Information provided

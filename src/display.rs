//! Display boundary
//!
//! The engine never renders anything. Box outlines and triangle fragments are
//! handed to a [`DisplaySink`] owned by the caller, and [`OutlineVertex`]
//! gives a GPU-ready line list for sinks that upload geometry.

use bytemuck::{Pod, Zeroable};

use crate::consts::DISPLAY_MARGIN;
use crate::geom::{Point3, Triangle, Vector3};
use crate::obb::OrientedBox;

/// Receives everything the engine wants shown.
pub trait DisplaySink {
    fn draw_outline(&mut self, outline: &BoxOutline);

    fn draw_triangle(&mut self, triangle: &Triangle);

    /// One-line status text, e.g. a triangle count.
    fn status(&mut self, _message: &str) {}
}

/// A box drawn as a base rectangle extruded along the box Z axis.
#[derive(Debug, Clone, Copy, PartialEq)]
pub struct BoxOutline {
    /// Corners 0, 1, 3, 2 of the padded box, in loop order.
    pub base: [Point3; 4],
    /// Extrusion from the base to the top rectangle.
    pub extrusion: Vector3,
}

impl BoxOutline {
    pub fn top(&self) -> [Point3; 4] {
        self.base.map(|p| p + self.extrusion)
    }

    /// Bottom loop, top loop, then the four verticals.
    pub fn edges(&self) -> [[Point3; 2]; 12] {
        let b = self.base;
        let t = self.top();
        [
            [b[0], b[1]],
            [b[1], b[2]],
            [b[2], b[3]],
            [b[3], b[0]],
            [t[0], t[1]],
            [t[1], t[2]],
            [t[2], t[3]],
            [t[3], t[0]],
            [b[0], t[0]],
            [b[1], t[1]],
            [b[2], t[2]],
            [b[3], t[3]],
        ]
    }

    /// Bottom and top rectangles.
    pub fn caps(&self) -> [[Point3; 4]; 2] {
        [self.base, self.top()]
    }

    /// 24 vertices forming a line list over [`BoxOutline::edges`].
    pub fn line_vertices(&self, color: [f32; 4]) -> Vec<OutlineVertex> {
        self.edges()
            .iter()
            .flatten()
            .map(|p| OutlineVertex::new(p.as_vec3().to_array(), color))
            .collect()
    }
}

impl OrientedBox {
    /// Outline of this box padded by [`DISPLAY_MARGIN`].
    pub fn to_outline(&self) -> BoxOutline {
        let padded = self.enlarged(DISPLAY_MARGIN);
        let c = padded.corners();
        BoxOutline {
            base: [c[0], c[1], c[3], c[2]],
            extrusion: padded.z_axis() * (2.0 * padded.half_sizes.z),
        }
    }
}

/// Line vertex with position and color.
#[repr(C)]
#[derive(Copy, Clone, Debug, PartialEq, Pod, Zeroable)]
pub struct OutlineVertex {
    pub position: [f32; 3],
    pub color: [f32; 4],
}

impl OutlineVertex {
    pub const fn new(position: [f32; 3], color: [f32; 4]) -> Self {
        Self { position, color }
    }
}

/// A sink that keeps everything it is given.
#[derive(Debug, Clone, Default)]
pub struct RecordingSink {
    pub outlines: Vec<BoxOutline>,
    pub triangles: Vec<Triangle>,
    pub messages: Vec<String>,
}

impl RecordingSink {
    pub fn new() -> Self {
        Self::default()
    }

    pub fn last_status(&self) -> Option<&str> {
        self.messages.last().map(String::as_str)
    }

    pub fn clear(&mut self) {
        self.outlines.clear();
        self.triangles.clear();
        self.messages.clear();
    }
}

impl DisplaySink for RecordingSink {
    fn draw_outline(&mut self, outline: &BoxOutline) {
        self.outlines.push(*outline);
    }

    fn draw_triangle(&mut self, triangle: &Triangle) {
        self.triangles.push(*triangle);
    }

    fn status(&mut self, message: &str) {
        self.messages.push(message.to_owned());
    }
}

Required work
Reproduce word for word only the first line of the listing above and each line after it through the line with "engine wants shown.".

Result
filename src/display.rs
//! Display boundary
//!
//! The engine never renders anything. Box outlines and triangle fragments are
//! handed to a [`DisplaySink`] owned by the caller, and [`OutlineVertex`]
//! gives a GPU-ready line list for sinks that upload geometry.

use bytemuck::{Pod, Zeroable};

use crate::consts::DISPLAY_MARGIN;
use crate::geom::{Point3, Triangle, Vector3};
use crate::obb::OrientedBox;

/// Receives everything the engine wants shown.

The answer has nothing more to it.